Can the data below be set down again exactly, line for line?
[[ Extracted information open ]]
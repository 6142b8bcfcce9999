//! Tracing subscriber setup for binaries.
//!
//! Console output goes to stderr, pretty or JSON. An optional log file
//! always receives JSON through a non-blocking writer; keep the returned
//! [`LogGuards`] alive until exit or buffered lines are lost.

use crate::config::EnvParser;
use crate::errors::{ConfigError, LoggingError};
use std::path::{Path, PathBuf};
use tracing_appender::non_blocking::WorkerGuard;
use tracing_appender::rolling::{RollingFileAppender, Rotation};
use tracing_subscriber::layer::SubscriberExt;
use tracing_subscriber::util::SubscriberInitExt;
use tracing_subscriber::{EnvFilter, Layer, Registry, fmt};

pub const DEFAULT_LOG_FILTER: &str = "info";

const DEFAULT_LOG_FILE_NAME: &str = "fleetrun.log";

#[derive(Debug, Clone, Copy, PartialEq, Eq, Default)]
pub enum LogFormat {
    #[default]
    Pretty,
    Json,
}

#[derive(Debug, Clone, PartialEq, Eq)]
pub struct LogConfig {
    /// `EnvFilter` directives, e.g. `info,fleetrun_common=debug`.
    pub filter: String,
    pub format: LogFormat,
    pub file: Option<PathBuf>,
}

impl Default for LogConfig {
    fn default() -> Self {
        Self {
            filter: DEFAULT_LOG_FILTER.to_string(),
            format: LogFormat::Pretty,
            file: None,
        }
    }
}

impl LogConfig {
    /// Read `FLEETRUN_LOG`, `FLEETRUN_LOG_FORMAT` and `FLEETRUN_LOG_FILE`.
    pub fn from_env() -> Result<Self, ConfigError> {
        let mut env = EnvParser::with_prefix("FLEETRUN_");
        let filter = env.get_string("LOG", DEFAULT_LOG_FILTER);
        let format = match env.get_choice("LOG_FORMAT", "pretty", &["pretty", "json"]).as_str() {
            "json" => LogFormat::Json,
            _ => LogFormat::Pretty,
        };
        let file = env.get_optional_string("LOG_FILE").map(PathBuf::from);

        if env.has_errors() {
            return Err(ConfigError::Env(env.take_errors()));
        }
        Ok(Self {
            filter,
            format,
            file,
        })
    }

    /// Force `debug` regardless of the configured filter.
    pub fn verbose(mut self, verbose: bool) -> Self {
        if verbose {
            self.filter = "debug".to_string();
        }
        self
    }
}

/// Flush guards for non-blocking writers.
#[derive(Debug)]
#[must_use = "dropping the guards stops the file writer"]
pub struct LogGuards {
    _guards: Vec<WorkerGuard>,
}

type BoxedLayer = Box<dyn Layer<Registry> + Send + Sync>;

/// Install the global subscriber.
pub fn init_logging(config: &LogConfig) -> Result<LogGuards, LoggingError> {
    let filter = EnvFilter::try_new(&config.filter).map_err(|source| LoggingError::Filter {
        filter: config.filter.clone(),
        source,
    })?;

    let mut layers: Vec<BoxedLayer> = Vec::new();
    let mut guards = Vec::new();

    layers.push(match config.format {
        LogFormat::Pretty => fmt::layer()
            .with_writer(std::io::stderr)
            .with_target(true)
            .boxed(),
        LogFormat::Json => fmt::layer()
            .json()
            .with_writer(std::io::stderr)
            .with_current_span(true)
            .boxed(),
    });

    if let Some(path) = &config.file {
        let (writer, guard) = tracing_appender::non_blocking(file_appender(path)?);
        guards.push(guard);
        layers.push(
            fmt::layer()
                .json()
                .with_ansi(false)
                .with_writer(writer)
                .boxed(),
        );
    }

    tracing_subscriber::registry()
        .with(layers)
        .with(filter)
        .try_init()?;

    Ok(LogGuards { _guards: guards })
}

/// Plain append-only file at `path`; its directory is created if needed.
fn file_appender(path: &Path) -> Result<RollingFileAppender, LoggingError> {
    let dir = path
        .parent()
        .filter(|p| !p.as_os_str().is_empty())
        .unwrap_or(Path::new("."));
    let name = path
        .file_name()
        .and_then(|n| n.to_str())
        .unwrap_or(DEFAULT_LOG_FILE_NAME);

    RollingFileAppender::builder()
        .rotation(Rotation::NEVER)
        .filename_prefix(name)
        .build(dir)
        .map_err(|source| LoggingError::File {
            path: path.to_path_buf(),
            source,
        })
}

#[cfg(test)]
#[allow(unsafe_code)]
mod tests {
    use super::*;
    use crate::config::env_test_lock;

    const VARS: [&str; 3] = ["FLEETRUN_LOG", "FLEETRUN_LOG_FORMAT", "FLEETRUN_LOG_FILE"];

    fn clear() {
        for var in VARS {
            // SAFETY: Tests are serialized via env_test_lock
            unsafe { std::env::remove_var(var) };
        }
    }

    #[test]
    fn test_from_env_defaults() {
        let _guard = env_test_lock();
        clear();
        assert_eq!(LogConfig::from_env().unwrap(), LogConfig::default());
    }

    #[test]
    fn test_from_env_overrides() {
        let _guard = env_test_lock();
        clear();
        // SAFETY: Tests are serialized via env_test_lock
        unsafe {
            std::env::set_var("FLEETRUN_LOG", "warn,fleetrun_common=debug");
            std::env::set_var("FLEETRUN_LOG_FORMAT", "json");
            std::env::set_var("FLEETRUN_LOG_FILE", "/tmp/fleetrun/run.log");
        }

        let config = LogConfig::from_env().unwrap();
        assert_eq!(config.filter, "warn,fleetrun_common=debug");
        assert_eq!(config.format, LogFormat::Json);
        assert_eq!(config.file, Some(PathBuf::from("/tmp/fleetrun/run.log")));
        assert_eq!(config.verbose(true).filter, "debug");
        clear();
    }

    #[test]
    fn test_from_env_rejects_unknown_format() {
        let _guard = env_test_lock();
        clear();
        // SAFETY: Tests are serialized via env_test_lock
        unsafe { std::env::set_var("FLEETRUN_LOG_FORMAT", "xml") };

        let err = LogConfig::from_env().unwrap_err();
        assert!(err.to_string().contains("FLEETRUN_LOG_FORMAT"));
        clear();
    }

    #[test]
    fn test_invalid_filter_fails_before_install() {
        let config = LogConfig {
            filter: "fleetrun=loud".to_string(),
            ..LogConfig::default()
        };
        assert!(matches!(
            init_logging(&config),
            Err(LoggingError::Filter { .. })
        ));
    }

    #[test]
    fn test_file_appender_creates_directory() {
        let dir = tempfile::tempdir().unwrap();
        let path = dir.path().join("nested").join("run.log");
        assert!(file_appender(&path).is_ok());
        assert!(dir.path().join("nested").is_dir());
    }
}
[[ Extracted information closed ]]
▶ Task result
repository 6142b8bcfcce9999
//! Tracing subscriber setup for binaries.
//!
//! Console output goes to stderr, pretty or JSON. An optional log file
//! always receives JSON through a non-blocking writer; keep the returned
//! [`LogGuards`] alive until exit or buffered lines are lost.

use crate::config::EnvParser;
use crate::errors::{ConfigError, LoggingError};
use std::path::{Path, PathBuf};
use tracing_appender::non_blocking::WorkerGuard;
use tracing_appender::rolling::{RollingFileAppender, Rotation};
use tracing_subscriber::layer::SubscriberExt;
use tracing_subscriber::util::SubscriberInitExt;
use tracing_subscriber::{EnvFilter, Layer, Registry, fmt};

pub const DEFAULT_LOG_FILTER: &str = "info";

const DEFAULT_LOG_FILE_NAME: &str = "fleetrun.log";

#[derive(Debug, Clone, Copy, PartialEq, Eq, Default)]
pub enum LogFormat {
    #[default]
    Pretty,
    Json,
}

#[derive(Debug, Clone, PartialEq, Eq)]
pub struct LogConfig {
    /// `EnvFilter` directives, e.g. `info,fleetrun_common=debug`.
    pub filter: String,
    pub format: LogFormat,
    pub file: Option<PathBuf>,
}

impl Default for LogConfig {
    fn default() -> Self {
        Self {
            filter: DEFAULT_LOG_FILTER.to_string(),
            format: LogFormat::Pretty,
            file: None,
        }
    }
}

impl LogConfig {
    /// Read `FLEETRUN_LOG`, `FLEETRUN_LOG_FORMAT` and `FLEETRUN_LOG_FILE`.
    pub fn from_env() -> Result<Self, ConfigError> {
        let mut env = EnvParser::with_prefix("FLEETRUN_");
        let filter = env.get_string("LOG", DEFAULT_LOG_FILTER);
        let format = match env.get_choice("LOG_FORMAT", "pretty", &["pretty", "json"]).as_str() {
            "json" => LogFormat::Json,
            _ => LogFormat::Pretty,
        };
        let file = env.get_optional_string("LOG_FILE").map(PathBuf::from);

        if env.has_errors() {
            return Err(ConfigError::Env(env.take_errors()));
        }
        Ok(Self {
            filter,
            format,
            file,
        })
    }

    /// Force `debug` regardless of the configured filter.
    pub fn verbose(mut self, verbose: bool) -> Self {
        if verbose {
            self.filter = "debug".to_string();
        }
        self
    }
}

/// Flush guards for non-blocking writers.
#[derive(Debug)]
#[must_use = "dropping the guards stops the file writer"]
pub struct LogGuards {
    _guards: Vec<WorkerGuard>,
}

type BoxedLayer = Box<dyn Layer<Registry> + Send + Sync>;

/// Install the global subscriber.
pub fn init_logging(config: &LogConfig) -> Result<LogGuards, LoggingError> {
    let filter = EnvFilter::try_new(&config.filter).map_err(|source| LoggingError::Filter {
        filter: config.filter.clone(),
        source,
    })?;

    let mut layers: Vec<BoxedLayer> = Vec::new();
    let mut guards = Vec::new();

    layers.push(match config.format {
        LogFormat::Pretty => fmt::layer()
            .with_writer(std::io::stderr)
            .with_target(true)
            .boxed(),
        LogFormat::Json => fmt::layer()
            .json()
            .with_writer(std::io::stderr)
            .with_current_span(true)
            .boxed(),
    });

    if let Some(path) = &config.file {
        let (writer, guard) = tracing_appender::non_blocking(file_appender(path)?);
        guards.push(guard);
        layers.push(
            fmt::layer()
                .json()
                .with_ansi(false)
                .with_writer(writer)
                .boxed(),
        );
    }

    tracing_subscriber::registry()
        .with(layers)
        .with(filter)
        .try_init()?;

    Ok(LogGuards { _guards: guards })
}

/// Plain append-only file at `path`; its directory is created if needed.
fn file_appender(path: &Path) -> Result<RollingFileAppender, LoggingError> {
    let dir = path
        .parent()
        .filter(|p| !p.as_os_str().is_empty())
        .unwrap_or(Path::new("."));
    let name = path
        .file_name()
        .and_then(|n| n.to_str())
        .unwrap_or(DEFAULT_LOG_FILE_NAME);

    RollingFileAppender::builder()
        .rotation(Rotation::NEVER)
        .filename_prefix(name)
        .build(dir)
        .map_err(|source| LoggingError::File {
            path: path.to_path_buf(),
            source,
        })
}

#[cfg(test)]
#[allow(unsafe_code)]
mod tests {
    use super::*;
    use crate::config::env_test_lock;

    const VARS: [&str; 3] = ["FLEETRUN_LOG", "FLEETRUN_LOG_FORMAT", "FLEETRUN_LOG_FILE"];

    fn clear() {
        for var in VARS {
            // SAFETY: Tests are serialized via env_test_lock
            unsafe { std::env::remove_var(var) };
        }
    }

    #[test]
    fn test_from_env_defaults() {
        let _guard = env_test_lock();
        clear();
        assert_eq!(LogConfig::from_env().unwrap(), LogConfig::default());
    }

    #[test]
    fn test_from_env_overrides() {
        let _guard = env_test_lock();
        clear();
        // SAFETY: Tests are serialized via env_test_lock
        unsafe {
            std::env::set_var("FLEETRUN_LOG", "warn,fleetrun_common=debug");
            std::env::set_var("FLEETRUN_LOG_FORMAT", "json");
            std::env::set_var("FLEETRUN_LOG_FILE", "/tmp/fleetrun/run.log");
        }

        let config = LogConfig::from_env().unwrap();
        assert_eq!(config.filter, "warn,fleetrun_common=debug");
        assert_eq!(config.format, LogFormat::Json);
        assert_eq!(config.file, Some(PathBuf::from("/tmp/fleetrun/run.log")));
        assert_eq!(config.verbose(true).filter, "debug");
        clear();
    }

    #[test]
    fn test_from_env_rejects_unknown_format() {
        let _guard = env_test_lock();
        clear();
        // SAFETY: Tests are serialized via env_test_lock
        unsafe { std::env::set_var("FLEETRUN_LOG_FORMAT", "xml") };

        let err = LogConfig::from_env().unwrap_err();
        assert!(err.to_string().contains("FLEETRUN_LOG_FORMAT"));
        clear();
    }

    #[test]
    fn test_invalid_filter_fails_before_install() {
        let config = LogConfig {
            filter: "fleetrun=loud".to_string(),
            ..LogConfig::default()
        };
        assert!(matches!(
            init_logging(&config),
            Err(LoggingError::Filter { .. })
        ));
    }

    #[test]
    fn test_file_appender_creates_directory() {
        let dir = tempfile::tempdir().unwrap();
        let path = dir.path().join("nested").join("run.log");
        assert!(file_appender(&path).is_ok());
        assert!(dir.path().join("nested").is_dir());
    }
}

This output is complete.